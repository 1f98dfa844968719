//! API middleware
//!
//! Attaches an operation context to every request. The context travels
//! into event metadata on the command path.

use std::net::SocketAddr;

use axum::extract::connect_info::ConnectInfo;
use axum::extract::Request;
use axum::middleware::Next;
use axum::response::Response;

use crate::domain::OperationContext;

/// Insert an `OperationContext` with a fresh correlation id
pub async fn request_context_middleware(mut request: Request, next: Next) -> Response {
    let mut context = OperationContext::new();
    let correlation_id = context.ensure_correlation_id();

    if let Some(connect_info) = request.extensions().get::<ConnectInfo<SocketAddr>>() {
        context = context.with_client_ip(connect_info.0.ip());
    }

    tracing::debug!(%correlation_id, path = %request.uri().path(), "request context attached");

    request.extensions_mut().insert(context);
    next.run(request).await
}
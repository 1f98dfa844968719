//! Order Aggregate
//!
//! The order state machine. All business rules live here: command
//! handlers and projections never inspect flags to decide legality.

use chrono::{DateTime, Utc};

use crate::domain::{DomainError, OperationContext, Order, OrderEvent, Payment, ShopItem};
use crate::error::AppError;
use crate::event_store::{Event, EventStoreError};

use super::{order_stream_id, Aggregate, ORDER_AGGREGATE_TYPE};

/// Order aggregate: current state plus the uncommitted-event buffer
#[derive(Debug, Clone)]
pub struct OrderAggregate {
    /// Event-log stream id (`order-<uuid>`)
    id: String,
    /// Highest applied event's version; 0 means the order never existed
    version: i64,
    order: Order,
    uncommitted: Vec<Event>,
}

impl OrderAggregate {
    /// Create an empty aggregate bound to an order id
    pub fn with_order_id(order_id: &str) -> Self {
        let mut order = Order::default();
        order.id = order_id.to_string();
        Self {
            id: order_stream_id(order_id),
            version: 0,
            order,
            uncommitted: Vec::new(),
        }
    }

    pub fn order(&self) -> &Order {
        &self.order
    }

    pub fn order_id(&self) -> &str {
        &self.order.id
    }

    /// Command path: assign the next version, apply the transition in
    /// memory and queue the event for persistence.
    fn apply(
        &mut self,
        domain_event: OrderEvent,
        context: &OperationContext,
    ) -> Result<(), AppError> {
        let mut event = Event::new(
            &self.id,
            ORDER_AGGREGATE_TYPE,
            domain_event.event_type(),
            self.version + 1,
            domain_event.to_data()?,
        );
        event.set_metadata(serde_json::to_value(context)?);

        self.order.apply(&domain_event);
        self.uncommitted.push(event);
        self.version += 1;
        Ok(())
    }

    // =========================================================================
    // Commands
    // =========================================================================

    pub fn create_order(
        &mut self,
        shop_items: Vec<ShopItem>,
        account_email: String,
        delivery_address: String,
        context: &OperationContext,
    ) -> Result<(), AppError> {
        if self.version != 0 {
            return Err(DomainError::OrderAlreadyExists.into());
        }
        if shop_items.is_empty() {
            return Err(DomainError::ShopItemsRequired.into());
        }
        if delivery_address.is_empty() {
            return Err(DomainError::InvalidDeliveryAddress.into());
        }

        self.apply(
            OrderEvent::Created {
                shop_items,
                account_email,
                delivery_address,
            },
            context,
        )
    }

    pub fn pay_order(
        &mut self,
        payment: Payment,
        context: &OperationContext,
    ) -> Result<(), AppError> {
        if self.order.canceled {
            return Err(DomainError::AlreadyCanceled.into());
        }
        if self.order.paid {
            return Err(DomainError::AlreadyPaid.into());
        }
        if self.order.submitted {
            return Err(DomainError::AlreadySubmitted.into());
        }

        self.apply(OrderEvent::Paid(payment), context)
    }

    pub fn submit_order(&mut self, context: &OperationContext) -> Result<(), AppError> {
        if self.order.canceled {
            return Err(DomainError::AlreadyCanceled.into());
        }
        if !self.order.paid {
            return Err(DomainError::NotPaid.into());
        }
        if self.order.submitted {
            return Err(DomainError::AlreadySubmitted.into());
        }

        self.apply(OrderEvent::Submitted, context)
    }

    pub fn update_shopping_cart(
        &mut self,
        shop_items: Vec<ShopItem>,
        context: &OperationContext,
    ) -> Result<(), AppError> {
        if self.order.canceled {
            return Err(DomainError::AlreadyCanceled.into());
        }
        if self.order.submitted {
            return Err(DomainError::AlreadySubmitted.into());
        }

        self.apply(OrderEvent::ShoppingCartUpdated { shop_items }, context)
    }

    pub fn cancel_order(
        &mut self,
        cancel_reason: String,
        context: &OperationContext,
    ) -> Result<(), AppError> {
        if self.order.completed {
            return Err(DomainError::AlreadyCompleted.into());
        }
        if cancel_reason.is_empty() {
            return Err(DomainError::CancelReasonRequired.into());
        }

        self.apply(OrderEvent::Canceled { cancel_reason }, context)
    }

    pub fn complete_order(
        &mut self,
        delivery_timestamp: DateTime<Utc>,
        context: &OperationContext,
    ) -> Result<(), AppError> {
        if self.order.completed {
            return Err(DomainError::AlreadyCompleted.into());
        }
        if self.order.canceled {
            return Err(DomainError::AlreadyCanceled.into());
        }
        if !self.order.paid {
            return Err(DomainError::MustBePaidBeforeDelivered.into());
        }

        self.apply(OrderEvent::Completed { delivery_timestamp }, context)
    }

    pub fn change_delivery_address(
        &mut self,
        delivery_address: String,
        context: &OperationContext,
    ) -> Result<(), AppError> {
        if self.order.completed {
            return Err(DomainError::AlreadyCompleted.into());
        }

        self.apply(
            OrderEvent::DeliveryAddressChanged { delivery_address },
            context,
        )
    }
}

impl Aggregate for OrderAggregate {
    fn aggregate_type() -> &'static str {
        ORDER_AGGREGATE_TYPE
    }

    fn stream_id(&self) -> &str {
        &self.id
    }

    fn version(&self) -> i64 {
        self.version
    }

    fn raise_event(&mut self, event: Event) -> Result<(), EventStoreError> {
        if event.version != self.version + 1 {
            return Err(EventStoreError::VersionMismatch {
                stream_id: self.id.clone(),
                expected: self.version + 1,
                actual: event.version,
            });
        }

        let domain_event = OrderEvent::from_stored(&event.event_type, &event.data)?;
        self.order.apply(&domain_event);
        self.version += 1;
        Ok(())
    }

    fn uncommitted(&self) -> &[Event] {
        &self.uncommitted
    }

    fn clear_uncommitted(&mut self) {
        self.uncommitted.clear();
    }
}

========================================================================

WHAT TO PRODUCE: Give back each entry exactly as it was written.

WRITTEN SOLUTION:
repository 1f98dfa844968719
//! API middleware
//!
//! Attaches an operation context to every request. The context travels
//! into event metadata on the command path.

use std::net::SocketAddr;

use axum::extract::connect_info::ConnectInfo;
use axum::extract::Request;
use axum::middleware::Next;
use axum::response::Response;

use crate::domain::OperationContext;

/// Insert an `OperationContext` with a fresh correlation id
pub async fn request_context_middleware(mut request: Request, next: Next) -> Response {
    let mut context = OperationContext::new();
    let correlation_id = context.ensure_correlation_id();

    if let Some(connect_info) = request.extensions().get::<ConnectInfo<SocketAddr>>() {
        context = context.with_client_ip(connect_info.0.ip());
    }

    tracing::debug!(%correlation_id, path = %request.uri().path(), "request context attached");

    request.extensions_mut().insert(context);
    next.run(request).await
}
repository 1f98dfa844968719
//! Order Aggregate
//!
//! The order state machine. All business rules live here: command
//! handlers and projections never inspect flags to decide legality.

use chrono::{DateTime, Utc};

use crate::domain::{DomainError, OperationContext, Order, OrderEvent, Payment, ShopItem};
use crate::error::AppError;
use crate::event_store::{Event, EventStoreError};

use super::{order_stream_id, Aggregate, ORDER_AGGREGATE_TYPE};

/// Order aggregate: current state plus the uncommitted-event buffer
#[derive(Debug, Clone)]
pub struct OrderAggregate {
    /// Event-log stream id (`order-<uuid>`)
    id: String,
    /// Highest applied event's version; 0 means the order never existed
    version: i64,
    order: Order,
    uncommitted: Vec<Event>,
}

impl OrderAggregate {
    /// Create an empty aggregate bound to an order id
    pub fn with_order_id(order_id: &str) -> Self {
        let mut order = Order::default();
        order.id = order_id.to_string();
        Self {
            id: order_stream_id(order_id),
            version: 0,
            order,
            uncommitted: Vec::new(),
        }
    }

    pub fn order(&self) -> &Order {
        &self.order
    }

    pub fn order_id(&self) -> &str {
        &self.order.id
    }

    /// Command path: assign the next version, apply the transition in
    /// memory and queue the event for persistence.
    fn apply(
        &mut self,
        domain_event: OrderEvent,
        context: &OperationContext,
    ) -> Result<(), AppError> {
        let mut event = Event::new(
            &self.id,
            ORDER_AGGREGATE_TYPE,
            domain_event.event_type(),
            self.version + 1,
            domain_event.to_data()?,
        );
        event.set_metadata(serde_json::to_value(context)?);

        self.order.apply(&domain_event);
        self.uncommitted.push(event);
        self.version += 1;
        Ok(())
    }

    // =========================================================================
    // Commands
    // =========================================================================

    pub fn create_order(
        &mut self,
        shop_items: Vec<ShopItem>,
        account_email: String,
        delivery_address: String,
        context: &OperationContext,
    ) -> Result<(), AppError> {
        if self.version != 0 {
            return Err(DomainError::OrderAlreadyExists.into());
        }
        if shop_items.is_empty() {
            return Err(DomainError::ShopItemsRequired.into());
        }
        if delivery_address.is_empty() {
            return Err(DomainError::InvalidDeliveryAddress.into());
        }

        self.apply(
            OrderEvent::Created {
                shop_items,
                account_email,
                delivery_address,
            },
            context,
        )
    }

    pub fn pay_order(
        &mut self,
        payment: Payment,
        context: &OperationContext,
    ) -> Result<(), AppError> {
        if self.order.canceled {
            return Err(DomainError::AlreadyCanceled.into());
        }
        if self.order.paid {
            return Err(DomainError::AlreadyPaid.into());
        }
        if self.order.submitted {
            return Err(DomainError::AlreadySubmitted.into());
        }

        self.apply(OrderEvent::Paid(payment), context)
    }

    pub fn submit_order(&mut self, context: &OperationContext) -> Result<(), AppError> {
        if self.order.canceled {
            return Err(DomainError::AlreadyCanceled.into());
        }
        if !self.order.paid {
            return Err(DomainError::NotPaid.into());
        }
        if self.order.submitted {
            return Err(DomainError::AlreadySubmitted.into());
        }

        self.apply(OrderEvent::Submitted, context)
    }

    pub fn update_shopping_cart(
        &mut self,
        shop_items: Vec<ShopItem>,
        context: &OperationContext,
    ) -> Result<(), AppError> {
        if self.order.canceled {
            return Err(DomainError::AlreadyCanceled.into());
        }
        if self.order.submitted {
            return Err(DomainError::AlreadySubmitted.into());
        }

        self.apply(OrderEvent::ShoppingCartUpdated { shop_items }, context)
    }

    pub fn cancel_order(
        &mut self,
        cancel_reason: String,
        context: &OperationContext,
    ) -> Result<(), AppError> {
        if self.order.completed {
            return Err(DomainError::AlreadyCompleted.into());
        }
        if cancel_reason.is_empty() {
            return Err(DomainError::CancelReasonRequired.into());
        }

        self.apply(OrderEvent::Canceled { cancel_reason }, context)
    }

    pub fn complete_order(
        &mut self,
        delivery_timestamp: DateTime<Utc>,
        context: &OperationContext,
    ) -> Result<(), AppError> {
        if self.order.completed {
            return Err(DomainError::AlreadyCompleted.into());
        }
        if self.order.canceled {
            return Err(DomainError::AlreadyCanceled.into());
        }
        if !self.order.paid {
            return Err(DomainError::MustBePaidBeforeDelivered.into());
        }

        self.apply(OrderEvent::Completed { delivery_timestamp }, context)
    }

    pub fn change_delivery_address(
        &mut self,
        delivery_address: String,
        context: &OperationContext,
    ) -> Result<(), AppError> {
        if self.order.completed {
            return Err(DomainError::AlreadyCompleted.into());
        }

        self.apply(
            OrderEvent::DeliveryAddressChanged { delivery_address },
            context,
        )
    }
}

impl Aggregate for OrderAggregate {
    fn aggregate_type() -> &'static str {
        ORDER_AGGREGATE_TYPE
    }

    fn stream_id(&self) -> &str {
        &self.id
    }

    fn version(&self) -> i64 {
        self.version
    }

    fn raise_event(&mut self, event: Event) -> Result<(), EventStoreError> {
        if event.version != self.version + 1 {
            return Err(EventStoreError::VersionMismatch {
                stream_id: self.id.clone(),
                expected: self.version + 1,
                actual: event.version,
            });
        }

        let domain_event = OrderEvent::from_stored(&event.event_type, &event.data)?;
        self.order.apply(&domain_event);
        self.version += 1;
        Ok(())
    }

    fn uncommitted(&self) -> &[Event] {
        &self.uncommitted
    }

    fn clear_uncommitted(&mut self) {
        self.uncommitted.clear();
    }
}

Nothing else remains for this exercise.